Este poder de integração dava uma importância central à linguagem e à sua ordem própria: a ordem simbólica. Mas tudo seria simples se a psicanálise fosse esta espécie de arqueologia do inconsciente que visasse decifrar os sintomas e desejos, reescrevendo-os nas malhas da linguagem pública. O problema é que logo Lacan percebeu que a estratégia não funcionava totalmente. Por mais que tentássemos simbolizar e verbalizar, havia sintomas que nunca se dissolviam, havia desejos que nunca conseguiam dizer seu nome. Aos poucos, Lacan descobria um núcleo irredutível a toda interpretação psicanalítica. Núcleo onde se alojará aquilo que sempre resiste à palavra, ou seja, o corpo, o gozo, a relação sexual e, é claro, a mulher.
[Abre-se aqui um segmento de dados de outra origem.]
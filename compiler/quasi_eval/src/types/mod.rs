//! Runtime types.
//!
//! Every value knows its dynamic type; bindings additionally remember their
//! declared (static) type so interface-typed slots and typed nils behave
//! like the source language. Types are cheap to clone: composite types share
//! their parts behind `Arc`.
//!
//! Declared types whose underlying type is a struct or an interface keep
//! their identity as a [`NamedType`] (method sets hang off it). Other
//! declared types are recorded as their underlying type.

mod universe;


pub use universe::universe_types;

use crate::value::FunctionValue;
use parking_lot::RwLock;
use quasi_ir::{ChanDir, Name};
use rustc_hash::FxHashMap;
use std::fmt;
use std::sync::atomic::{AtomicU64, Ordering};
use std::sync::{Arc, LazyLock};

/// Integer kinds. `int`, `uint` and `uintptr` are 64 bits wide.
#[derive(Copy, Clone, Eq, PartialEq, Hash, PartialOrd, Ord, Debug)]
pub enum IntKind {
    Int,
    Int8,
    Int16,
    Int32,
    Int64,
    Uint,
    Uint8,
    Uint16,
    Uint32,
    Uint64,
    Uintptr,
}

impl IntKind {
    pub const fn bits(self) -> u32 {
        match self {
            IntKind::Int8 | IntKind::Uint8 => 8,
            IntKind::Int16 | IntKind::Uint16 => 16,
            IntKind::Int32 | IntKind::Uint32 => 32,
            IntKind::Int
            | IntKind::Int64
            | IntKind::Uint
            | IntKind::Uint64
            | IntKind::Uintptr => 64,
        }
    }

    pub const fn is_signed(self) -> bool {
        matches!(
            self,
            IntKind::Int | IntKind::Int8 | IntKind::Int16 | IntKind::Int32 | IntKind::Int64
        )
    }

    pub const fn name(self) -> &'static str {
        match self {
            IntKind::Int => "int",
            IntKind::Int8 => "int8",
            IntKind::Int16 => "int16",
            IntKind::Int32 => "int32",
            IntKind::Int64 => "int64",
            IntKind::Uint => "uint",
            IntKind::Uint8 => "uint8",
            IntKind::Uint16 => "uint16",
            IntKind::Uint32 => "uint32",
            IntKind::Uint64 => "uint64",
            IntKind::Uintptr => "uintptr",
        }
    }

    /// Smallest representable value.
    pub const fn min(self) -> i128 {
        if self.is_signed() {
            -(1i128 << (self.bits() - 1))
        } else {
            0
        }
    }

    /// Largest representable value.
    pub const fn max(self) -> i128 {
        if self.is_signed() {
            (1i128 << (self.bits() - 1)) - 1
        } else {
            (1i128 << self.bits()) - 1
        }
    }
}

#[derive(Copy, Clone, Eq, PartialEq, Hash, Debug)]
pub enum FloatKind {
    F32,
    F64,
}

impl FloatKind {
    pub const fn name(self) -> &'static str {
        match self {
            FloatKind::F32 => "float32",
            FloatKind::F64 => "float64",
        }
    }

    /// Round `v` to this precision.
    #[inline]
    pub fn round(self, v: f64) -> f64 {
        match self {
            FloatKind::F32 => f64::from(v as f32),
            FloatKind::F64 => v,
        }
    }
}

#[derive(Copy, Clone, Eq, PartialEq, Hash, Debug)]
pub enum ComplexKind {
    C64,
    C128,
}

impl ComplexKind {
    pub const fn name(self) -> &'static str {
        match self {
            ComplexKind::C64 => "complex64",
            ComplexKind::C128 => "complex128",
        }
    }

    /// Precision of the real and imaginary parts.
    pub const fn part(self) -> FloatKind {
        match self {
            ComplexKind::C64 => FloatKind::F32,
            ComplexKind::C128 => FloatKind::F64,
        }
    }
}

/// Kinds of untyped constants, plus the untyped `nil`.
#[derive(Copy, Clone, Eq, PartialEq, Hash, Debug)]
pub enum UntypedKind {
    Bool,
    Int,
    Rune,
    Float,
    Complex,
    String,
    Nil,
}

impl UntypedKind {
    pub const fn name(self) -> &'static str {
        match self {
            UntypedKind::Bool => "untyped bool",
            UntypedKind::Int => "untyped int",
            UntypedKind::Rune => "untyped rune",
            UntypedKind::Float => "untyped float",
            UntypedKind::Complex => "untyped complex",
            UntypedKind::String => "untyped string",
            UntypedKind::Nil => "untyped nil",
        }
    }

    /// The type an untyped constant of this kind takes when nothing else
    /// decides.
    pub fn default_type(self) -> Type {
        match self {
            UntypedKind::Bool => Type::Bool,
            UntypedKind::Int => Type::Int(IntKind::Int),
            UntypedKind::Rune => Type::Int(IntKind::Int32),
            UntypedKind::Float => Type::Float(FloatKind::F64),
            UntypedKind::Complex => Type::Complex(ComplexKind::C128),
            UntypedKind::String => Type::String,
            UntypedKind::Nil => Type::Untyped(UntypedKind::Nil),
        }
    }
}

/// A runtime type.
#[derive(Clone)]
pub enum Type {
    Bool,
    Int(IntKind),
    Float(FloatKind),
    Complex(ComplexKind),
    String,
    Untyped(UntypedKind),
    Pointer(Arc<Type>),
    Slice(Arc<Type>),
    Array(usize, Arc<Type>),
    Map(Arc<Type>, Arc<Type>),
    Chan(ChanDir, Arc<Type>),
    Func(Arc<FuncType>),
    Struct(Arc<StructType>),
    Interface(Arc<InterfaceType>),
    Named(Arc<NamedType>),
    /// Quoted syntax, the type of `~quote{..}` and of macro parameters.
    Syntax,
    /// Result of a failed resolution; never assignable.
    Invalid,
}

/// Function signature.
#[derive(Clone, Default)]
pub struct FuncType {
    pub params: Vec<Type>,
    pub results: Vec<Type>,
    /// The last parameter is `...T`, stored as `[]T`.
    pub variadic: bool,
}

impl FuncType {
    pub fn new(params: Vec<Type>, results: Vec<Type>, variadic: bool) -> Self {
        FuncType {
            params,
            results,
            variadic,
        }
    }
}

#[derive(Clone)]
pub struct StructField {
    pub name: Name,
    pub ty: Type,
    pub embedded: bool,
}

#[derive(Clone, Default)]
pub struct StructType {
    pub fields: Vec<StructField>,
}

impl StructType {
    pub fn field_index(&self, name: Name) -> Option<usize> {
        self.fields.iter().position(|f| f.name == name)
    }
}

/// Interface method set, sorted by name.
#[derive(Clone, Default)]
pub struct InterfaceType {
    pub methods: Vec<(Name, Arc<FuncType>)>,
}

impl InterfaceType {
    pub fn new(mut methods: Vec<(Name, Arc<FuncType>)>) -> Self {
        methods.sort_by(|a, b| a.0.as_str().cmp(b.0.as_str()));
        methods.dedup_by(|a, b| a.0 == b.0);
        InterfaceType { methods }
    }

    pub fn is_empty(&self) -> bool {
        self.methods.is_empty()
    }
}

/// A method attached to a named type.
#[derive(Clone)]
pub struct Method {
    pub func: FunctionValue,
    pub pointer_recv: bool,
}

/// A declared struct or interface type.
///
/// The underlying type is set after creation so recursive declarations
/// (`type List struct { next *List }`) can refer to themselves.
pub struct NamedType {
    pub name: Name,
    id: u64,
    underlying: RwLock<Type>,
    methods: RwLock<FxHashMap<Name, Method>>,
}

static NEXT_NAMED_ID: AtomicU64 = AtomicU64::new(1);

impl NamedType {
    pub fn new(name: Name, underlying: Type) -> Arc<Self> {
        Arc::new(NamedType {
            name,
            id: NEXT_NAMED_ID.fetch_add(1, Ordering::Relaxed),
            underlying: RwLock::new(underlying),
            methods: RwLock::new(FxHashMap::default()),
        })
    }

    pub fn id(&self) -> u64 {
        self.id
    }

    pub fn underlying(&self) -> Type {
        self.underlying.read().clone()
    }

    pub fn set_underlying(&self, ty: Type) {
        *self.underlying.write() = ty;
    }

    pub fn method(&self, name: Name) -> Option<Method> {
        self.methods.read().get(&name).cloned()
    }

    /// Attach or replace a method. Redeclaring a method is allowed at the
    /// REPL top level.
    pub fn set_method(&self, name: Name, method: Method) {
        self.methods.write().insert(name, method);
    }
}

static ERROR_TYPE: LazyLock<Type> = LazyLock::new(|| {
    let error_method = Arc::new(FuncType::new(Vec::new(), vec![Type::String], false));
    Type::Named(NamedType::new(
        Name::intern("error"),
        Type::Interface(Arc::new(InterfaceType::new(vec![(
            Name::intern("Error"),
            error_method,
        )]))),
    ))
});

static EMPTY_INTERFACE: LazyLock<Type> =
    LazyLock::new(|| Type::Interface(Arc::new(InterfaceType::default())));
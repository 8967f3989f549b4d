//! Expression parsing.
//!
//! Binary operators use precedence climbing over Go's five levels. Unary
//! forms include the macro prefixes: `~quote X` and friends take either a
//! braced block or a single unary operand.

use crate::{ParseError, Parser};
use quasi_ir::{
    BinaryOp, Block, Expr, ExprKind, FuncLit, QuoteKind, Stmt, TokenKind, UnaryOp,
};
use quasi_stack::ensure_sufficient_stack;
use std::sync::Arc;

fn binary_op(kind: &TokenKind) -> Option<BinaryOp> {
    Some(match kind {
        TokenKind::LOr => BinaryOp::LOr,
        TokenKind::LAnd => BinaryOp::LAnd,
        TokenKind::Eql => BinaryOp::Eql,
        TokenKind::Neq => BinaryOp::Neq,
        TokenKind::Lss => BinaryOp::Lss,
        TokenKind::Leq => BinaryOp::Leq,
        TokenKind::Gtr => BinaryOp::Gtr,
        TokenKind::Geq => BinaryOp::Geq,
        TokenKind::Add => BinaryOp::Add,
        TokenKind::Sub => BinaryOp::Sub,
        TokenKind::Or => BinaryOp::Or,
        TokenKind::Xor => BinaryOp::Xor,
        TokenKind::Mul => BinaryOp::Mul,
        TokenKind::Quo => BinaryOp::Quo,
        TokenKind::Rem => BinaryOp::Rem,
        TokenKind::Shl => BinaryOp::Shl,
        TokenKind::Shr => BinaryOp::Shr,
        TokenKind::And => BinaryOp::And,
        TokenKind::AndNot => BinaryOp::AndNot,
        _ => return None,
    })
}

fn quote_kind(kind: &TokenKind) -> Option<QuoteKind> {
    Some(match kind {
        TokenKind::Quote => QuoteKind::Quote,
        TokenKind::Quasiquote => QuoteKind::Quasiquote,
        TokenKind::Unquote => QuoteKind::Unquote,
        TokenKind::UnquoteSplice => QuoteKind::UnquoteSplice,
        _ => return None,
    })
}

impl Parser<'_> {
    /// Parse an expression.
    pub(crate) fn parse_expr(&mut self) -> Result<Expr, ParseError> {
        ensure_sufficient_stack(|| self.parse_binary(1))
    }

    pub(crate) fn parse_expr_list(&mut self) -> Result<Vec<Expr>, ParseError> {
        let mut list = vec![self.parse_expr()?];
        while self.cursor.eat(&TokenKind::Comma) {
            list.push(self.parse_expr()?);
        }
        Ok(list)
    }

    fn parse_binary(&mut self, min_prec: u8) -> Result<Expr, ParseError> {
        let mut left = self.parse_unary()?;
        while let Some(op) = binary_op(self.kind()) {
            if op.precedence() < min_prec {
                break;
            }
            self.cursor.advance();
            let right = self.parse_binary(op.precedence() + 1)?;
            let span = left.span.merge(right.span);
            left = Expr::new(ExprKind::Binary(op, Box::new(left), Box::new(right)), span);
        }
        Ok(left)
    }

    fn parse_unary(&mut self) -> Result<Expr, ParseError> {
        ensure_sufficient_stack(|| self.parse_unary_inner())
    }

    fn parse_unary_inner(&mut self) -> Result<Expr, ParseError> {
        let start = self.span();
        let op = match self.kind() {
            TokenKind::Add => UnaryOp::Pos,
            TokenKind::Sub => UnaryOp::Neg,
            TokenKind::Not => UnaryOp::Not,
            TokenKind::Xor => UnaryOp::Xor,
            TokenKind::And => UnaryOp::Addr,
            TokenKind::Arrow => {
                if matches!(self.cursor.peek(1), TokenKind::Chan) {
                    let ty = self.parse_chan_type()?;
                    return self.parse_postfix(ty);
                }
                UnaryOp::Recv
            }
            TokenKind::Mul => {
                self.cursor.advance();
                let x = self.parse_unary()?;
                let span = start.merge(x.span);
                return Ok(Expr::new(ExprKind::Star(Box::new(x)), span));
            }
            kind => {
                if let Some(quote) = quote_kind(kind) {
                    return self.parse_quote(quote);
                }
                return self.parse_primary();
            }
        };
        self.cursor.advance();
        let x = self.parse_unary()?;
        let span = start.merge(x.span);
        Ok(Expr::new(ExprKind::Unary(op, Box::new(x)), span))
    }

    /// `~quote{...}` or `~quote operand`.
    fn parse_quote(&mut self, kind: QuoteKind) -> Result<Expr, ParseError> {
        let start = self.cursor.advance().span;
        let body = if self.check(&TokenKind::LBrace) {
            self.parse_block()?
        } else {
            let operand = self.parse_unary()?;
            let span = operand.span;
            Block::new(vec![Stmt::expr(operand)], span)
        };
        let span = start.merge(body.span);
        Ok(Expr::new(ExprKind::Quote(kind, Arc::new(body)), span))
    }

    fn parse_primary(&mut self) -> Result<Expr, ParseError> {
        let operand = self.parse_operand()?;
        self.parse_postfix(operand)
    }

    fn parse_operand(&mut self) -> Result<Expr, ParseError> {
        let start = self.span();
        match self.kind() {
            TokenKind::Ident(name) => {
                self.cursor.advance();
                Ok(Expr::ident(*name, start))
            }
            TokenKind::Literal(kind, raw) => {
                self.cursor.advance();
                Ok(Expr::new(ExprKind::BasicLit(*kind, Arc::clone(raw)), start))
            }
            TokenKind::LParen => {
                self.cursor.advance();
                self.expr_lev += 1;
                let inner = self.parse_expr();
                self.expr_lev -= 1;
                let inner = inner?;
                let end = self.cursor.expect(&TokenKind::RParen)?;
                Ok(Expr::new(ExprKind::Paren(Box::new(inner)), start.merge(end)))
            }
            TokenKind::Func => {
                self.cursor.advance();
                let sig = self.parse_signature()?;
                if self.check(&TokenKind::LBrace) {
                    self.expr_lev += 1;
                    let body = self.parse_block();
                    self.expr_lev -= 1;
                    let body = body?;
                    let span = start.merge(body.span);
                    return Ok(Expr::new(
                        ExprKind::FuncLit(Arc::new(FuncLit { ty: sig, body, span })),
                        span,
                    ));
                }
                Ok(Expr::new(
                    ExprKind::FuncType(sig),
                    start.merge(self.cursor.previous_span()),
                ))
            }
            TokenKind::LBrack
            | TokenKind::Map
            | TokenKind::Chan
            | TokenKind::Struct
            | TokenKind::Interface => self.parse_type(),
            _ => Err(self.cursor.error_expected("expression")),
        }
    }

    fn parse_postfix(&mut self, mut x: Expr) -> Result<Expr, ParseError> {
        loop {
            match self.kind() {
                TokenKind::Period => {
                    self.cursor.advance();
                    if self.cursor.eat(&TokenKind::LParen) {
                        let ty = if self.cursor.eat(&TokenKind::Type) {
                            None
                        } else {
                            Some(Box::new(self.parse_type()?))
                        };
                        let end = self.cursor.expect(&TokenKind::RParen)?;
                        let span = x.span.merge(end);
                        x = Expr::new(
                            ExprKind::TypeAssert {
                                x: Box::new(x),
                                ty,
                            },
                            span,
                        );
                    } else {
                        let sel = self.cursor.expect_ident()?;
                        let span = x.span.merge(sel.span);
                        x = Expr::new(ExprKind::Selector(Box::new(x), sel), span);
                    }
                }
                TokenKind::LBrack => {
                    self.cursor.advance();
                    self.expr_lev += 1;
                    let result = self.parse_index_or_slice(x);
                    self.expr_lev -= 1;
                    x = result?;
                }
                TokenKind::LParen => {
                    self.cursor.advance();
                    self.expr_lev += 1;
                    let result = self.parse_call_args();
                    self.expr_lev -= 1;
                    let (args, ellipsis) = result?;
                    let end = self.cursor.expect(&TokenKind::RParen)?;
                    let span = x.span.merge(end);
                    x = Expr::new(
                        ExprKind::Call {
                            fun: Box::new(x),
                            args,
                            ellipsis,
                        },
                        span,
                    );
                }
                TokenKind::LBrace if self.is_literal_type(&x) => {
                    x = self.parse_composite_lit(Some(x))?;
                }
                _ => return Ok(x),
            }
        }
    }

    /// Whether `x { ... }` here opens a composite literal.
    fn is_literal_type(&self, x: &Expr) -> bool {
        match &x.kind {
            ExprKind::Ident(_) => self.expr_lev >= 0,
            ExprKind::Selector(base, _) => {
                matches!(base.kind, ExprKind::Ident(_)) && self.expr_lev >= 0
            }
            ExprKind::ArrayType { .. } | ExprKind::MapType(..) | ExprKind::StructType(_) => true,
            _ => false,
        }
    }

    fn parse_index_or_slice(&mut self, x: Expr) -> Result<Expr, ParseError> {
        let mut parts: [Option<Box<Expr>>; 3] = [None, None, None];
        let mut colons = 0;
        if !self.check(&TokenKind::Colon) {
            parts[0] = Some(Box::new(self.parse_expr()?));
        }
        while colons < 2 && self.cursor.eat(&TokenKind::Colon) {
            colons += 1;
            if !matches!(self.kind(), TokenKind::Colon | TokenKind::RBrack) {
                parts[colons] = Some(Box::new(self.parse_expr()?));
            }
        }
        let end = self.cursor.expect(&TokenKind::RBrack)?;
        let span = x.span.merge(end);
        let [low, high, max] = parts;
        if colons == 0 {
            let index = low.ok_or_else(|| self.cursor.error_expected("index"))?;
            return Ok(Expr::new(ExprKind::Index(Box::new(x), index), span));
        }
        let slice3 = colons == 2;
        if slice3 && (high.is_none() || max.is_none()) {
            return Err(ParseError::invalid(
                "middle and final index required in 3-index slice",
                span,
            ));
        }
        Ok(Expr::new(
            ExprKind::Slice {
                x: Box::new(x),
                low,
                high,
                max,
                slice3,
            },
            span,
        ))
    }

    fn parse_call_args(&mut self) -> Result<(Vec<Expr>, bool), ParseError> {
        let mut args = Vec::new();
        let mut ellipsis = false;
        while !self.check(&TokenKind::RParen) {
            let arg = self.parse_expr()?;
            args.push(arg);
            if self.cursor.eat(&TokenKind::Ellipsis) {
                ellipsis = true;
            }
            if !self.cursor.eat(&TokenKind::Comma) {
                break;
            }
        }
        Ok((args, ellipsis))
    }

    fn parse_composite_lit(&mut self, ty: Option<Expr>) -> Result<Expr, ParseError> {
        let start = ty.as_ref().map_or_else(|| self.span(), |t| t.span);
        self.cursor.expect(&TokenKind::LBrace)?;
        self.expr_lev += 1;
        let elts = self.parse_elements();
        self.expr_lev -= 1;
        let elts = elts?;
        let end = self.cursor.expect(&TokenKind::RBrace)?;
        Ok(Expr::new(
            ExprKind::CompositeLit {
                ty: ty.map(Box::new),
                elts,
            },
            start.merge(end),
        ))
    }

    fn parse_elements(&mut self) -> Result<Vec<Expr>, ParseError> {
        let mut elts = Vec::new();
        while !self.check(&TokenKind::RBrace) {
            let key = self.parse_element()?;
            let elt = if self.cursor.eat(&TokenKind::Colon) {
                let value = self.parse_element()?;
                let span = key.span.merge(value.span);
                Expr::new(ExprKind::KeyValue(Box::new(key), Box::new(value)), span)
            } else {
                key
            };
            elts.push(elt);
            if !self.cursor.eat(&TokenKind::Comma) {
                break;
            }
        }
        Ok(elts)
    }

    fn parse_element(&mut self) -> Result<Expr, ParseError> {
        if self.check(&TokenKind::LBrace) {
            return self.parse_composite_lit(None);
        }
        self.parse_expr()
    }
}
É neste momento de báscula que entram em cena os textos que compõem os Outros Escritos. Eles marcam a procura de Lacan em resolver este paradoxo e repensar toda a psicanálise. No fundo, sua estratégia traz a elegância das fórmulas simples. Se a psicanálise freudiana havia descoberto que, em certos casos, dizer é fazer, Lacan mostrava que há coisas que só podemos fazer depois de mudarmos nossa maneira de dizê-las. Se a palavra deixava escapar a radicalidade do gozo, da relação sexual, do corpo e da mulher, era porque ela precisava dar lugar a uma outra palavra, a um significante novo. E era para esta necessidade que o estilo de Lacan apontava. Uma necessidade de decompor as palavras até que elas se dissolvessem em uma teia de sobredeterminações. Necessidade de torcer as fibras da sintaxe da língua para construir labirintos tortuosos onde o sentido parece escapar por todos os lados. Necessidade de transformar textos em superfícies porosas onde o sujeito se infiltra a todo momento.

Não é por outra razão que os Outros Escritos começam e terminam com o mesmo personagem: James Joyce. O mesmo Joyce que nos ensinou a distorcer a linguagem para que ela possa dar lugar a um gozo onde se misturam destruição e renovação. Algo bem ao gosto de Lacan.